She’s gone on safaris in the African jungle, soared high above France in a hot air balloon, explored the frigid continent of Antarctica, and spent a lot of time in Germany where she was born. The stamps on her passport hint at past trips to Russia, China, and Norway. Her sense of adventure has taken her all over the world, but Birgitt Hilton’s heart remains in Greenville, Maine, and supporting Charles A. Dean Memorial Hospital is among her greatest passions.
Birgitt, known as “B” to everyone she knows, has been a summer resident of Greenville for more than five decades. She began to understand the importance of having up-to-date equipment when her late husband Lou was transferred from CA Dean to Eastern Maine Medical Center in Bangor several years ago.
“He rode in an old ambulance, and he said the ride was very bumpy,” she said. “I’ve asked around since then, and several people, including Dr. Peck, told me that a new ambulance could really make a difference.”

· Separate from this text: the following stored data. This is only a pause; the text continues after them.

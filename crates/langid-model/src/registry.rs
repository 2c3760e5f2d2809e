//! Named model registry

use crate::model::LanguageModel;
use std::collections::{BTreeMap, HashMap};
use std::path::PathBuf;
use std::sync::Arc;
use tracing::{info, warn};

/// Registry of loaded models keyed by name.
///
/// Built once at startup from the configured name -> path table. Each entry
/// is loaded individually; a missing or corrupt file is logged and skipped
/// rather than aborting startup, so the server can come up with whatever
/// subset of models is actually present on disk.
#[derive(Default)]
pub struct ModelRegistry {
    models: HashMap<String, Arc<LanguageModel>>,
}

impl ModelRegistry {
    /// Create an empty registry
    pub fn new() -> Self {
        Self::default()
    }

    /// Load every entry of a name -> path table, skipping failures.
    pub fn from_entries(entries: &BTreeMap<String, PathBuf>) -> Self {
        let mut registry = Self::new();

        info!("loading {} configured model(s)", entries.len());

        for (name, path) in entries {
            match LanguageModel::load(name.clone(), path) {
                Ok(model) => {
                    registry.insert(model);
                }
                Err(e) => {
                    warn!(model = %name, "skipping model: {}", e);
                }
            }
        }

        if registry.is_empty() {
            warn!("no models loaded; prediction requests will be rejected");
        } else {
            info!(
                "model registry initialized with {}/{} model(s)",
                registry.len(),
                entries.len()
            );
        }

        registry
    }

    /// Register a loaded model under its name
    pub fn insert(&mut self, model: LanguageModel) {
        self.models.insert(model.name().to_string(), Arc::new(model));
    }

    /// Get a model by name
    pub fn get(&self, name: &str) -> Option<Arc<LanguageModel>> {
        self.models.get(name).cloned()
    }

    /// Names of all loaded models, sorted for stable output
    pub fn names(&self) -> Vec<String> {
        let mut names: Vec<String> = self.models.keys().cloned().collect();
        names.sort();
        names
    }

    /// Number of loaded models
    pub fn len(&self) -> usize {
        self.models.len()
    }

    /// Whether the registry holds no models
    pub fn is_empty(&self) -> bool {
        self.models.is_empty()
    }
}
//! Corpus loading and fastText training-format conversion

use langid_core::{format_label, Error, Result};
use rand::rngs::StdRng;
use rand::seq::SliceRandom;
use rand::SeedableRng;
use regex::Regex;
use serde::Deserialize;
use std::io::{BufWriter, Write};
use std::path::Path;
use tracing::{debug, info};

/// One row of the labelled corpus CSV: a `labels` column with the language
/// code and a `text` column with the example.
#[derive(Debug, Deserialize)]
struct CorpusRecord {
    labels: String,
    text: String,
}

/// Load a CSV corpus and convert it to fastText supervised-training lines.
///
/// Both columns are trimmed; rows where either is empty after trimming are
/// dropped. Runs of carriage returns and newlines inside the text are
/// collapsed to a single space so each example stays on one line.
pub fn load_csv(path: &Path) -> Result<Vec<String>> {
    if !path.exists() {
        return Err(Error::dataset(format!(
            "corpus file not found: {}",
            path.display()
        )));
    }

    let newline_re = Regex::new(r"[\r\n]+")
        .map_err(|e| Error::dataset(format!("invalid newline pattern: {e}")))?;

    let mut reader = csv::Reader::from_path(path)
        .map_err(|e| Error::dataset(format!("failed to open {}: {}", path.display(), e)))?;

    let mut lines = Vec::new();
    let mut dropped = 0usize;

    for record in reader.deserialize() {
        let record: CorpusRecord = record
            .map_err(|e| Error::dataset(format!("failed to parse {}: {}", path.display(), e)))?;

        let label = record.labels.trim();
        let text = record.text.trim();

        if label.is_empty() || text.is_empty() {
            dropped += 1;
            continue;
        }

        let text = newline_re.replace_all(text, " ");
        lines.push(format!("{} {}", format_label(label), text));
    }

    if lines.is_empty() {
        return Err(Error::dataset(format!(
            "corpus {} contains no usable rows",
            path.display()
        )));
    }

    if dropped > 0 {
        debug!("dropped {} empty row(s) from {}", dropped, path.display());
    }
    info!("loaded {} example(s) from {}", lines.len(), path.display());

    Ok(lines)
}

/// Deterministically shuffle and split lines into (train, test) sets.
///
/// `test_fraction` must be strictly between 0 and 1. The shuffle is seeded
/// so repeated runs over the same corpus produce the same split.
pub fn train_test_split(
    mut lines: Vec<String>,
    test_fraction: f64,
    seed: u64,
) -> Result<(Vec<String>, Vec<String>)> {
    if !(0.0..1.0).contains(&test_fraction) || test_fraction == 0.0 {
        return Err(Error::dataset(format!(
            "test fraction must be in (0, 1), got {test_fraction}"
        )));
    }
    if lines.len() < 2 {
        return Err(Error::dataset(
            "corpus must contain at least 2 examples to split",
        ));
    }

    let mut rng = StdRng::seed_from_u64(seed);
    lines.shuffle(&mut rng);

    let test_len = ((lines.len() as f64) * test_fraction).round() as usize;
    let test_len = test_len.clamp(1, lines.len() - 1);

    let train = lines.split_off(test_len);
    let test = lines;

    Ok((train, test))
}

/// Write training-format lines to a file, one example per line.
pub fn write_lines(path: &Path, lines: &[String]) -> Result<()> {
    let file = std::fs::File::create(path)?;
    let mut writer = BufWriter::new(file);

    for line in lines {
        writeln!(writer, "{line}")?;
    }
    writer.flush()?;

    debug!("wrote {} line(s) to {}", lines.len(), path.display());
    Ok(())
}

#[cfg(test)]
mod tests {
    use super::*;
    use std::io::Write as _;

    fn write_csv(content: &str) -> tempfile::NamedTempFile {
        let mut file = tempfile::NamedTempFile::new().unwrap();
        file.write_all(content.as_bytes()).unwrap();
        file.flush().unwrap();
        file
    }

    #[test]
    fn test_load_csv_formats_lines() {
        let file = write_csv("labels,text\nen,hello world\nfr, bonjour \n");
        let lines = load_csv(file.path()).unwrap();

        assert_eq!(
            lines,
            vec![
                "__label__en hello world".to_string(),
                "__label__fr bonjour".to_string(),
            ]
        );
    }

    #[test]
    fn test_load_csv_collapses_newlines_and_drops_empty_rows() {
        let file = write_csv("labels,text\nen,\"line one\nline two\"\nde,   \n");
        let lines = load_csv(file.path()).unwrap();

        assert_eq!(lines, vec!["__label__en line one line two".to_string()]);
    }

    #[test]
    fn test_load_csv_missing_file() {
        let err = load_csv(Path::new("/no/such/corpus.csv")).unwrap_err();
        assert!(matches!(err, Error::Dataset(_)));
    }

    #[test]
    fn test_split_is_deterministic() {
        let lines: Vec<String> = (0..100).map(|i| format!("__label__en text {i}")).collect();

        let (train_a, test_a) = train_test_split(lines.clone(), 0.1, 42).unwrap();
        let (train_b, test_b) = train_test_split(lines, 0.1, 42).unwrap();

        assert_eq!(train_a, train_b);
        assert_eq!(test_a, test_b);
        assert_eq!(test_a.len(), 10);
        assert_eq!(train_a.len(), 90);
    }

    #[test]
    fn test_split_rejects_bad_fraction() {
        let lines = vec!["__label__en hi".to_string(), "__label__fr salut".to_string()];
        assert!(train_test_split(lines.clone(), 0.0, 42).is_err());
        assert!(train_test_split(lines.clone(), 1.0, 42).is_err());
        assert!(train_test_split(lines, 1.5, 42).is_err());
    }

    #[test]
    fn test_split_rejects_tiny_corpus() {
        assert!(train_test_split(vec![], 0.1, 42).is_err());
        assert!(train_test_split(vec!["__label__en hi".to_string()], 0.1, 42).is_err());
    }

    #[test]
    fn test_split_keeps_every_line() {
        let lines: Vec<String> = (0..37).map(|i| format!("__label__en text {i}")).collect();
        let (train, test) = train_test_split(lines.clone(), 0.2, 7).unwrap();

        let mut recombined: Vec<String> = train.into_iter().chain(test).collect();
        recombined.sort();
        let mut original = lines;
        original.sort();
        assert_eq!(recombined, original);
    }

    #[test]
    fn test_write_lines_round_trip() {
        let dir = tempfile::tempdir().unwrap();
        let path = dir.path().join("train.txt");
        let lines = vec!["__label__en hello".to_string(), "__label__fr salut".to_string()];

        write_lines(&path, &lines).unwrap();

        let written = std::fs::read_to_string(&path).unwrap();
        assert_eq!(written, "__label__en hello\n__label__fr salut\n");
    }
}
use anyhow::Result;
use clap::Parser;
use langid_model::ModelRegistry;
use langid_server::cli::Cli;
use langid_server::config::ServerConfig;
use langid_server::state::AppState;
use langid_server::create_router;
use metrics_exporter_prometheus::PrometheusHandle;
use std::net::SocketAddr;
use tokio::signal;
use tracing::{error, info, warn};

#[tokio::main]
async fn main() -> Result<()> {
    let cli = Cli::parse();

    init_tracing(cli.verbose);

    info!("Starting langid server");

    // Load configuration
    let config = ServerConfig::load(&cli.config, &cli)?;
    info!("Configuration loaded successfully");
    info!("Default model: {}", config.default_model);
    info!("Configured models: {}", config.models.len());

    // Initialize metrics
    let metrics_handle = init_metrics()?;

    // Load models; failures are logged and skipped so the server can come
    // up with whatever subset is present on disk
    let registry = ModelRegistry::from_entries(&config.models);
    if registry.is_empty() {
        error!("no models could be loaded; /predict will return errors until models are provided");
    }

    let addr: SocketAddr = format!("{}:{}", config.listen, config.port).parse()?;
    let state = AppState::new(config, registry, metrics_handle);
    let app = create_router(state);

    let listener = tokio::net::TcpListener::bind(addr).await?;
    info!("Listening on http://{}", addr);

    // Graceful shutdown handler
    let shutdown = async {
        shutdown_signal().await;
        warn!("Shutdown signal received, stopping server...");
    };

    axum::serve(listener, app)
        .with_graceful_shutdown(shutdown)
        .await?;

    info!("Server shutdown complete");
    Ok(())
}

/// Listen for shutdown signals (SIGTERM, SIGINT)
async fn shutdown_signal() {
    let ctrl_c = async {
        signal::ctrl_c()
            .await
            .expect("Failed to install Ctrl+C handler");
    };

    #[cfg(unix)]
    let terminate = async {
        signal::unix::signal(signal::unix::SignalKind::terminate())
            .expect("Failed to install SIGTERM handler")
            .recv()
            .await;
    };

    #[cfg(not(unix))]
    let terminate = std::future::pending::<()>();

    tokio::select! {
        _ = ctrl_c => {},
        _ = terminate => {},
    }
}

/// Initialize tracing/logging
fn init_tracing(verbose: bool) {
    use tracing_subscriber::{layer::SubscriberExt, util::SubscriberInitExt, EnvFilter};

    let filter = if verbose {
        EnvFilter::new("langid=debug,langid_server=debug,tower_http=debug")
    } else {
        EnvFilter::try_from_default_env()
            .unwrap_or_else(|_| EnvFilter::new("langid=info,langid_server=info"))
    };

    tracing_subscriber::registry()
        .with(filter)
        .with(tracing_subscriber::fmt::layer())
        .init();
}

/// Initialize metrics exporter and return handle for rendering
fn init_metrics() -> Result<PrometheusHandle> {
    use metrics_exporter_prometheus::PrometheusBuilder;

    let builder = PrometheusBuilder::new();
    let handle = builder
        .install_recorder()
        .map_err(|e| anyhow::anyhow!("Failed to install metrics: {}", e))?;

    metrics::describe_counter!("langid_requests_total", "Total number of prediction requests");
    metrics::describe_counter!("langid_errors_total", "Total number of request errors");

    info!("Metrics exporter initialized");
    Ok(handle)
}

Reliable, well-equipped ambulances are critical in the Moosehead Lake region, where EMTs often respond to emergencies deep in the woods and in small, remote communities. For patients who require the specialized care provided at Eastern Maine Medical Center in Bangor, the 72-mile ride from C.A. Dean can take hours in bad weather. B’s recent $250,000 gift to buy a new ambulance is a real difference maker for one of Maine’s smallest hospitals, where hospital-employed EMTs rely on the equipment to save lives, and for everyone who lives in the Moosehead Lake Region.
It’s not the first time B has supported the hospital with a significant donation. In fact, B’s most recent gift continues a legacy of giving that has spanned decades. When a new medical office building was needed, she led the effort to raise $1 million in the community, much of it contributed by summer residents. She has held cocktail parties to raise money for CA Dean, she supports the annual Lights of Life holiday tree lighting, and she routinely gives an annual gift.
“It really isn’t about me; it’s all about supporting the hospital,” she said. “Every day there is a need to transport people to the hospital. There are hunters, snowmobilers in Kokadjo, Rockwood, and other places. The geography is huge.”
Her husband Lou, whom B married in 1957, also understood the importance of giving back. His great passion was restoring the century-old Steamship Katahdin, known locally as the “Kate,” which once transported supplies and hauled logs and is now used for tours of Moosehead Lake. The Hiltons donated the land where the Moosehead Marine Museum now sits, and they have contributed scholarships to Greenville students for decades. Lou and B led the way in developing the ski area in Greenville enjoyed by generations of Moosehead Lake region residents. Together, the Hiltons have left a mark on the region that few others have matched.
These days, B spends her winters in Florida playing bridge, contributing to the Garden Club of America, and spending time with her six grandchildren. While her primary residence is in Florida, B returns to Greenville each summer, where she has a deep appreciation for the lake, her friends, and the hospital. While you’ll no longer find her piloting glider planes or skiing the slopes of Aspen, you may see her at Greenville’s annual Independence Day Parade this summer, where the ambulance she generously donated will be unveiled to the community.